Dan Gilkes
- Born: 21 May 2002 (age 24) Northampton, England
- Nationality: British (English)

Career history

Great Britain
- 2019, 2021: Kent Kings/Royals
- 2022: Belle Vue Colts
- 2022–2023: Plymouth Gladiators
- 2022: Peterborough Panthers
- 2023–2024: Sheffield Tigers
- 2024: Redcar Bears
- 2025: Oxford Cheetahs
- 2025: Leicester Lions

Poland
- 2023–2024: Piła

Team honours
- 2023: SGB Premiership
- 2024: Knockout Cup

= Dan Gilkes =

English speedway rider

Daniel Gilkes (born 21 May 2002) is a motorcycle speedway rider from England.

== Career ==
Gilkes was still a pupil at Campion School, Bugbrooke when he started racing.

In 2019, Gilkes signed for the Kent Kings for the 2019 National Development League speedway season, helping them to National Trophy success. He was crowned the supporters rider of the year.

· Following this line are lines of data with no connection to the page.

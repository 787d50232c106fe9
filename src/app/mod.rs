pub mod backend;
pub mod components;
pub mod form;
pub mod nav;
pub mod pages;
pub mod session;
pub mod stats;
pub mod toast;

use itertools::Itertools;
use leptos::*;
use leptos_meta::*;
use leptos_router::*;

use crate::error_template::{AppError, ErrorTemplate};

use self::pages::{
    DashboardLayout, LoginPage, MessagesPage, OverviewPage, ProjectCreatePage, ProjectEditPage,
    ProjectsPage,
};
use self::session::provide_session;
use self::toast::ToastProvider;

/// Joins the non-empty class names with single spaces.
pub(crate) fn classes<'a>(parts: impl IntoIterator<Item = &'a str>) -> String {
    parts.into_iter().filter(|part| !part.is_empty()).join(" ")
}

#[component]
pub fn App() -> impl IntoView {
    // Provides context that manages stylesheets, titles, meta tags, etc.
    provide_meta_context();
    provide_session();

    view! {
        // id=leptos means cargo-leptos will hot-reload this stylesheet
        <Stylesheet id="leptos" href="/pkg/folio-admin.css"/>
        <Title text="Portfolio Admin"/>

        <ToastProvider>
            <Router fallback=|| {
                let mut outside_errors = Errors::default();
                outside_errors.insert_with_default_key(AppError::NotFound);
                view! {
                    <ErrorTemplate outside_errors/>
                }
                .into_view()
            }>
                <Routes>
                    <Route path="/login" view=LoginPage/>
                    <Route path="" view=DashboardLayout>
                        <Route path="" view=OverviewPage/>
                        <Route path="projects" view=ProjectsPage/>
                        <Route path="projects/create" view=ProjectCreatePage/>
                        <Route path="projects/:id/edit" view=ProjectEditPage/>
                        <Route path="messages" view=MessagesPage/>
                    </Route>
                </Routes>
            </Router>
        </ToastProvider>
    }
}

#[cfg(test)]
#[path = "mod_test.rs"]
mod mod_test;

Unable to ride during 2020 because of the COVID-19 cancelled season, Gilkes continued to ride for Kent in 2021 but appeared in both the NDL and the higher league of the SGB Championship 2021.

In 2022, Gilkes signed for Plymouth Gladiators and his form was so impressive that he was added to the Peterborough Panthers squad in the SGB Premiership 2022 (the highest league in Britain).

Gilkes started the 2022 campaign in very good form but his season ended early when he crashed and suffered serious injuries that included five broken ribs, a broken and displaced humorous bone and a collapsed lung.

In 2023, Gilkes re-signed for Plymouth for the SGB Championship 2023 and also signed for Sheffield Tigers for the SGB Premiership 2023, as their rising star. He helped Sheffield win the league title. In 2024 he re-signed for Sheffield, and won the Knockout Cup with the Tigers.

Gilkes signed for Oxford Cheetahs for the SGB Championship 2025 and then was brought in for the Leicester Lions to race in the Premiership.